Scientists also are concerned about impacts from the growing popularity of caving. People leave bits of hair, skin and food in caves, disrupting the animals’ low-energy environments. “If [cave animals] come across a cracker crumb, they’ve found the pot of gold at the end of the rainbow,” Fryer says.

A caver for more than 50 years, Tom Aley, president of the Ozark Underground Lab in Protem, Missouri, says inexperienced spelunkers often step on cave animals and disturb hibernating bats, driving them to abandon their habitat. This loss of bats reduces the food supply for other animals.

Knowing where to step is important to preserving cave animals and other rare artifacts.
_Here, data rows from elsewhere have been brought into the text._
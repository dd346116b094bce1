use std::sync::atomic::{AtomicUsize, Ordering};

/// Which way a call is being bridged.
#[derive(Debug, Clone, Copy, PartialEq, Eq)]
pub enum Direction {
    /// `execute` is running by waiting on `execute_async`.
    SyncToAsync,
    /// `execute_async` is running by offloading `execute`.
    AsyncToSync,
}

impl Direction {
    fn opposite(self) -> Self {
        match self {
            Direction::SyncToAsync => Direction::AsyncToSync,
            Direction::AsyncToSync => Direction::SyncToAsync,
        }
    }
}

/// Detects mutual delegation between the two default execution paths.
///
/// Each path counts its in-flight bridges. A path may only bridge while the
/// opposite counter is zero; if the opposite side is already bridging into
/// it, neither side has a real implementation.
#[derive(Debug, Default)]
pub struct BridgeGuard {
    sync_to_async: AtomicUsize,
    async_to_sync: AtomicUsize,
}

impl BridgeGuard {
    pub fn new() -> Self {
        Self::default()
    }

    fn counter(&self, direction: Direction) -> &AtomicUsize {
        match direction {
            Direction::SyncToAsync => &self.sync_to_async,
            Direction::AsyncToSync => &self.async_to_sync,
        }
    }

    /// Registers a bridge in `direction`.
    ///
    /// Returns `None` when the opposite direction is already in flight. The
    /// returned ticket releases the registration when dropped.
    pub fn enter(&self, direction: Direction) -> Option<BridgeTicket<'_>> {
        let own = self.counter(direction);
        own.fetch_add(1, Ordering::SeqCst);
        let other = self.counter(direction.opposite()).load(Ordering::SeqCst);
        if other > 0 {
            own.fetch_sub(1, Ordering::SeqCst);
            log::trace!("{:?} refused: {} opposite bridge(s) in flight", direction, other);
            return None;
        }
        log::trace!("{:?} bridge entered", direction);
        Some(BridgeTicket {
            counter: own,
            direction,
        })
    }

    /// In-flight `execute` → `execute_async` bridges.
    pub fn sync_to_async(&self) -> usize {
        self.sync_to_async.load(Ordering::SeqCst)
    }

    /// In-flight `execute_async` → `execute` bridges.
    pub fn async_to_sync(&self) -> usize {
        self.async_to_sync.load(Ordering::SeqCst)
    }

    /// True when no bridge is in flight.
    pub fn is_idle(&self) -> bool {
        self.sync_to_async() == 0 && self.async_to_sync() == 0
    }
}

/// Registration of one in-flight bridge; released on drop.
#[derive(Debug)]
pub struct BridgeTicket<'a> {
    counter: &'a AtomicUsize,
    direction: Direction,
}

impl BridgeTicket<'_> {
    pub fn direction(&self) -> Direction {
        self.direction
    }
}

impl Drop for BridgeTicket<'_> {
    fn drop(&mut self) {
        self.counter.fetch_sub(1, Ordering::SeqCst);
        log::trace!("{:?} bridge released", self.direction);
    }
}
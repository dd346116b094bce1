use parser_example::{evaluate, parse, CalcError, Expr};

fn eval(source: &str) -> Result<f64, CalcError> {
    evaluate(&parse(source)?)
}

#[test]
fn test_precedence() {
    assert_eq!(eval("3 + 4 * 5"), Ok(23.0));
    assert_eq!(eval("(3 + 4) * 5"), Ok(35.0));
    assert_eq!(eval("10 - 4 - 3"), Ok(3.0));
}

#[test]
fn test_power_is_right_associative() {
    assert_eq!(eval("2 ^ 3 ^ 2"), Ok(512.0));
}

#[test]
fn test_unary_minus() {
    assert_eq!(eval("-5"), Ok(-5.0));
    assert_eq!(eval("--2"), Ok(2.0));
    assert_eq!(eval("3 * -2"), Ok(-6.0));
}

#[test]
fn test_ast_shape() {
    assert_eq!(
        parse("1+2"),
        Ok(Expr::Binary {
            op: '+',
            left: Box::new(Expr::Number(1.0)),
            right: Box::new(Expr::Number(2.0)),
        })
    );
}

#[test]
fn test_division_by_zero() {
    assert_eq!(eval("1 / 0"), Err(CalcError::DivisionByZero));
}

#[test]
fn test_unclosed_group_reports_end_of_input() {
    assert_eq!(
        parse("2 * (3"),
        Err(CalcError::Unexpected {
            found: "end of input".to_string(),
            position: 6,
        })
    );
}

#[test]
fn test_trailing_garbage() {
    assert_eq!(
        parse("1 2"),
        Err(CalcError::Unexpected {
            found: "'2'".to_string(),
            position: 2,
        })
    );
}

#[test]
fn test_empty_input() {
    assert!(matches!(parse(""), Err(CalcError::Unexpected { position: 0, .. })));
    assert!(matches!(parse("   "), Err(CalcError::Unexpected { .. })));
}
Many caves, used by Native Americans for ceremonial purposes and as burial grounds, contain pictographs and ancient skeletons of bears and other animals. “There are caves in the U.S. that have saber-toothed cat tracks in mud that are 12,000 years old, and the tracks are still in the mud,” says NPS cave specialist Joel Despain.

Cave protection is also a pragmatic measure. Scientists say cave animals serve as “decomposition communities” that help keep groundwater clean. One-quarter of the world gets its freshwater from karst aquifers of hollowed-out bedrock—caves.

The largely unexplored realm of caves also may provide clues for a National Aeronautics and Space Administration (NASA) search for extraterrestrial life. NASA scientists are curious whether microbial life-forms may exist in similar areas below the surface of Mars.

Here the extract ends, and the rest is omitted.